By Liz Sly
Isis’s vaunted exercise in state-building appears to be crumbling, as living conditions deteriorate across the territories under its control, exposing the shortcomings of a group that devotes most of its energies to fighting battles and enforcing strict rules.
Residents say services are collapsing, prices are soaring and medicines are scarce in towns and cities across the “caliphate” that Isis proclaimed in Iraq and Syria, belying the group’s boasts that it is delivering a model form of governance for Muslims.
Slick videos depicting functioning governing offices and the distribution of aid fail to match the reality of growing deprivation and disorganised, erratic leadership, the residents say. A trumpeted Isis currency has not materialised, nor have the passports the group promised. Schools barely function, doctors are few and disease is on the rise.
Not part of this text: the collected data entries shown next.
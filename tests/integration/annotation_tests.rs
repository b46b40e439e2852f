//! Annotation labeling and mask tests through full sessions.
//!
//! Tests verify:
//! - GeoJSON files load into labeled polygons
//! - Overlap threshold semantics on a 256x256 tile
//! - Holes, class filters and annotation-space placement
//! - Single- and multi-label masks line up with tile pixels

use std::sync::Arc;

use wsi_tiler::annotation::{load_geojson, Annotation, LabelMask, MaskMode, Polygon};
use wsi_tiler::error::AnnotationLoadError;
use wsi_tiler::tile::{
    create_session, AnnotationSpace, LabeledOnly, SessionBuilder, TileCoordinate, TileSpec,
};
use wsi_tiler::TilingError;

use super::test_utils::{memory_slide, temp_dir};

const GEOJSON: &str = r#"{
  "type": "FeatureCollection",
  "features": [
    {
      "type": "Feature",
      "geometry": {
        "type": "Polygon",
        "coordinates": [[[0, 0], [512, 0], [512, 256], [0, 256], [0, 0]]]
      },
      "properties": { "classification": { "name": "tumor", "color": [200, 0, 0] } }
    },
    {
      "type": "Feature",
      "geometry": {
        "type": "MultiPolygon",
        "coordinates": [
          [[[0, 512], [256, 512], [256, 768], [0, 768], [0, 512]]],
          [[[512, 512], [768, 512], [768, 768], [512, 768], [512, 512]]]
        ]
      },
      "properties": { "classification": "stroma" }
    },
    {
      "type": "Feature",
      "geometry": { "type": "Point", "coordinates": [10, 10] },
      "properties": { "name": "marker" }
    },
    {
      "type": "Feature",
      "geometry": {
        "type": "Polygon",
        "coordinates": [[[0, 0], [10, 0], [10, 10], [0, 0]]]
      },
      "properties": {}
    }
  ]
}"#;

async fn write_geojson(name: &str, text: &str) -> std::path::PathBuf {
    let dir = temp_dir(name);
    tokio::fs::create_dir_all(&dir).await.unwrap();
    let path = dir.join("annotations.geojson");
    tokio::fs::write(&path, text).await.unwrap();
    path
}

// =============================================================================
// GeoJSON
// =============================================================================

#[tokio::test]
async fn test_load_geojson_file() {
    let path = write_geojson("load", GEOJSON).await;
    let annotations = load_geojson(&path).await.unwrap();

    // Point and unlabeled features are skipped, the MultiPolygon is split
    let labels: Vec<&str> = annotations.iter().map(|a| a.label.as_str()).collect();
    assert_eq!(labels, vec!["tumor", "stroma", "stroma"]);
    assert_eq!(annotations[0].polygon.area(), 512.0 * 256.0);

    let _ = std::fs::remove_dir_all(path.parent().unwrap());
}

#[tokio::test]
async fn test_load_geojson_errors() {
    let missing = load_geojson("/definitely/not/here.geojson").await;
    assert!(matches!(missing, Err(AnnotationLoadError::Read { .. })));

    let path = write_geojson("invalid", "{ not json").await;
    let invalid = load_geojson(&path).await;
    assert!(matches!(invalid, Err(AnnotationLoadError::Json(_))));

    let _ = std::fs::remove_dir_all(path.parent().unwrap());
}

#[tokio::test]
async fn test_geojson_labels_session() {
    let path = write_geojson("session", GEOJSON).await;
    let annotations = load_geojson(&path).await.unwrap();

    let slide = Arc::new(memory_slide(1024, 1024));
    let mut stream = create_session(slide, 0, TileSpec::square(256), Some(&annotations), None).unwrap();

    let mut labeled = Vec::new();
    while let Some(record) = stream.next_tile().await.unwrap() {
        if let Some(label) = record.label {
            labeled.push((record.coordinate.x, record.coordinate.y, label));
        }
    }

    assert_eq!(
        labeled,
        vec![
            (0, 0, "tumor".to_string()),
            (256, 0, "tumor".to_string()),
            (0, 512, "stroma".to_string()),
            (512, 512, "stroma".to_string()),
        ]
    );

    let _ = std::fs::remove_dir_all(path.parent().unwrap());
}

// =============================================================================
// Threshold
// =============================================================================

async fn first_label(annotations: &[Annotation], threshold: f64) -> Option<String> {
    let slide = Arc::new(memory_slide(256, 256));
    let mut stream =
        create_session(slide, 0, TileSpec::square(256), Some(annotations), Some(threshold)).unwrap();
    stream.next_tile().await.unwrap().unwrap().label
}

#[tokio::test]
async fn test_quarter_coverage_threshold() {
    let annotations = vec![Annotation::new("tumor", Polygon::rectangle(0.0, 0.0, 128.0, 128.0))];

    assert_eq!(first_label(&annotations, 0.5).await, None);
    assert_eq!(first_label(&annotations, 0.2).await.as_deref(), Some("tumor"));
    assert_eq!(first_label(&annotations, 0.25).await.as_deref(), Some("tumor"));
}

#[tokio::test]
async fn test_zero_threshold_needs_positive_area() {
    // Touches the tile only along its right edge
    let annotations = vec![Annotation::new("edge", Polygon::rectangle(256.0, 0.0, 64.0, 64.0))];
    assert_eq!(first_label(&annotations, 0.0).await, None);
}

#[tokio::test]
async fn test_largest_overlap_wins() {
    let annotations = vec![
        Annotation::new("small", Polygon::rectangle(0.0, 0.0, 100.0, 256.0)),
        Annotation::new("large", Polygon::rectangle(100.0, 0.0, 156.0, 256.0)),
    ];
    assert_eq!(first_label(&annotations, 0.3).await.as_deref(), Some("large"));
    assert_eq!(first_label(&annotations, 0.7).await, None);
}

#[tokio::test]
async fn test_hole_reduces_coverage() {
    let exterior = Polygon::rectangle(0.0, 0.0, 256.0, 256.0).exterior;
    let hole = Polygon::rectangle(0.0, 0.0, 192.0, 192.0).exterior;
    let annotations = vec![Annotation::new("ring", Polygon::with_holes(exterior, vec![hole]))];

    // Covered fraction is 1 - 0.5625 = 0.4375
    assert_eq!(first_label(&annotations, 0.5).await, None);
    assert_eq!(first_label(&annotations, 0.4).await.as_deref(), Some("ring"));
}

#[tokio::test]
async fn test_invalid_threshold_rejected() {
    let slide = Arc::new(memory_slide(256, 256));
    let result = create_session(slide, 0, TileSpec::square(256), None, Some(1.5));
    assert!(matches!(result, Err(TilingError::Configuration(_))));
}

// =============================================================================
// Session Options
// =============================================================================

#[tokio::test]
async fn test_class_filter_and_labeled_only() {
    let annotations = vec![
        Annotation::new("tumor", Polygon::rectangle(0.0, 0.0, 256.0, 256.0)),
        Annotation::new("stroma", Polygon::rectangle(256.0, 0.0, 256.0, 256.0)),
    ];
    let slide = Arc::new(memory_slide(1024, 512));
    let mut stream = SessionBuilder::new(slide, 0, TileSpec::square(256))
        .annotations(&annotations)
        .classes(vec!["stroma".to_string()])
        .filter(LabeledOnly)
        .build()
        .unwrap();

    let record = stream.next_tile().await.unwrap().unwrap();
    assert_eq!(record.coordinate, TileCoordinate::new(0, 256, 0));
    assert_eq!(record.label.as_deref(), Some("stroma"));
    assert!(stream.next_tile().await.unwrap().is_none());
    assert_eq!(stream.tiles_skipped(), 7);
}

#[tokio::test]
async fn test_labels_on_downsampled_level() {
    // Level-0 square 0..1024 covers the first 512px tile of level 1
    let annotations = vec![Annotation::new("tumor", Polygon::rectangle(0.0, 0.0, 1024.0, 1024.0))];
    let slide = Arc::new(wsi_tiler::MemorySlide::with_pyramid(
        super::test_utils::gradient_image(2048, 2048),
        &[2],
    ));
    let mut stream = create_session(slide, 1, TileSpec::square(512), Some(&annotations), None).unwrap();

    let first = stream.next_tile().await.unwrap().unwrap();
    assert_eq!(first.label.as_deref(), Some("tumor"));
    let second = stream.next_tile().await.unwrap().unwrap();
    assert_eq!(second.coordinate, TileCoordinate::new(1, 512, 0));
    assert_eq!(second.label, None);
}

#[tokio::test]
async fn test_scaled_annotation_space() {
    // Annotations in units of 4 level-0 pixels, offset by (1000, 0)
    let annotations = vec![Annotation::new("tumor", Polygon::rectangle(0.0, 0.0, 64.0, 64.0))];
    let slide = Arc::new(memory_slide(1536, 256));
    let mut stream = SessionBuilder::new(slide, 0, TileSpec::square(256))
        .annotations(&annotations)
        .annotation_space(AnnotationSpace::new(1024.0, 0.0, 4.0).unwrap())
        .filter(LabeledOnly)
        .build()
        .unwrap();

    let record = stream.next_tile().await.unwrap().unwrap();
    assert_eq!(record.coordinate, TileCoordinate::new(0, 1024, 0));
    assert!(stream.next_tile().await.unwrap().is_none());
}

// =============================================================================
// Masks
// =============================================================================

#[tokio::test]
async fn test_single_label_mask() {
    let annotations = vec![
        Annotation::new("tumor", Polygon::rectangle(0.0, 0.0, 64.0, 128.0)),
        Annotation::new("stroma", Polygon::rectangle(64.0, 0.0, 64.0, 128.0)),
    ];
    let slide = Arc::new(memory_slide(128, 128));
    let mut stream = SessionBuilder::new(slide, 0, TileSpec::square(128))
        .annotations(&annotations)
        .mask_mode(MaskMode::Single)
        .build()
        .unwrap();

    let record = stream.next_tile().await.unwrap().unwrap();
    let Some(LabelMask::Single(mask)) = record.mask else {
        panic!("expected a single-label mask");
    };
    assert_eq!(mask.dimensions(), record.pixels.dimensions());
    assert_eq!(mask.get_pixel(10, 10).0[0], 1);
    assert_eq!(mask.get_pixel(63, 100).0[0], 1);
    assert_eq!(mask.get_pixel(64, 100).0[0], 2);
    assert_eq!(mask.get_pixel(127, 0).0[0], 2);
}

#[tokio::test]
async fn test_multi_label_mask_overlap() {
    let annotations = vec![
        Annotation::new("tumor", Polygon::rectangle(0.0, 0.0, 96.0, 96.0)),
        Annotation::new("necrosis", Polygon::rectangle(32.0, 32.0, 96.0, 96.0)),
    ];
    let slide = Arc::new(memory_slide(128, 128));
    let mut stream = SessionBuilder::new(slide, 0, TileSpec::square(128))
        .annotations(&annotations)
        .mask_mode(MaskMode::Multi)
        .build()
        .unwrap();

    let record = stream.next_tile().await.unwrap().unwrap();
    let Some(LabelMask::Multi(channels)) = record.mask else {
        panic!("expected a multi-label mask");
    };
    assert_eq!(channels.len(), 2);
    // Overlap region is set in both channels
    assert_eq!(channels[0].get_pixel(50, 50).0[0], 1);
    assert_eq!(channels[1].get_pixel(50, 50).0[0], 1);
    assert_eq!(channels[0].get_pixel(120, 120).0[0], 0);
    assert_eq!(channels[1].get_pixel(120, 120).0[0], 1);
    assert_eq!(channels[1].get_pixel(5, 5).0[0], 0);
}

#[tokio::test]
async fn test_invalid_polygon_fails_session_creation() {
    let bowtie = Polygon::new(vec![
        (0.0, 0.0).into(),
        (100.0, 100.0).into(),
        (100.0, 0.0).into(),
        (0.0, 100.0).into(),
    ]);
    let annotations = vec![Annotation::new("bad", bowtie)];
    let slide = Arc::new(memory_slide(256, 256));

    let result = create_session(slide, 0, TileSpec::square(128), Some(&annotations), None);
    assert!(matches!(result, Err(TilingError::AnnotationGeometry(_))));
}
In the Iraqi city of Mosul, the water has become undrinkable because supplies of chlorine have dried up, according to a journalist living there, who spoke on the condition of anonymity. Hepatitis was spreading and flour for bread was becoming increasingly scarce, he said. “Life in the city is nearly dead, and it is as though we are living in a giant prison,” he said.
In the Syrian city of Raqqa, the group’s self-styled capital, water and electricity are available for no more than three or four hours a day, rubbish piles up uncollected and the city’s poor scavenge for scraps on streets crowded with people hawking anything they can find to sell, residents say.
Videos filmed in secret by an activist group show desperate women and children clamouring for handouts of food, while photographs posted on the internet portray foreign jihadists eating lavish spreads, a disparity that is starting to stir resentment.
Much of the assistance that is being provided comes from Western aid agencies, who discreetly continue to help areas of Syria under Isis control. The US funds healthcare clinics and provides blankets, plastic sheeting and other items to enable the neediest citizens to weather the winter, according to US officials.
The government workers who help sustain what is left of the crumbling infrastructure, in Syrian as well as Iraqi cities, continue to be paid by the Syrian government, travelling each month to collect their pay from offices in government-controlled areas.
“Isis doesn’t know how to do this stuff,” the US official said. “When stuff breaks down they get desperate. It doesn’t have a whole lot of engineers and staff to run the cities, so things are breaking down.”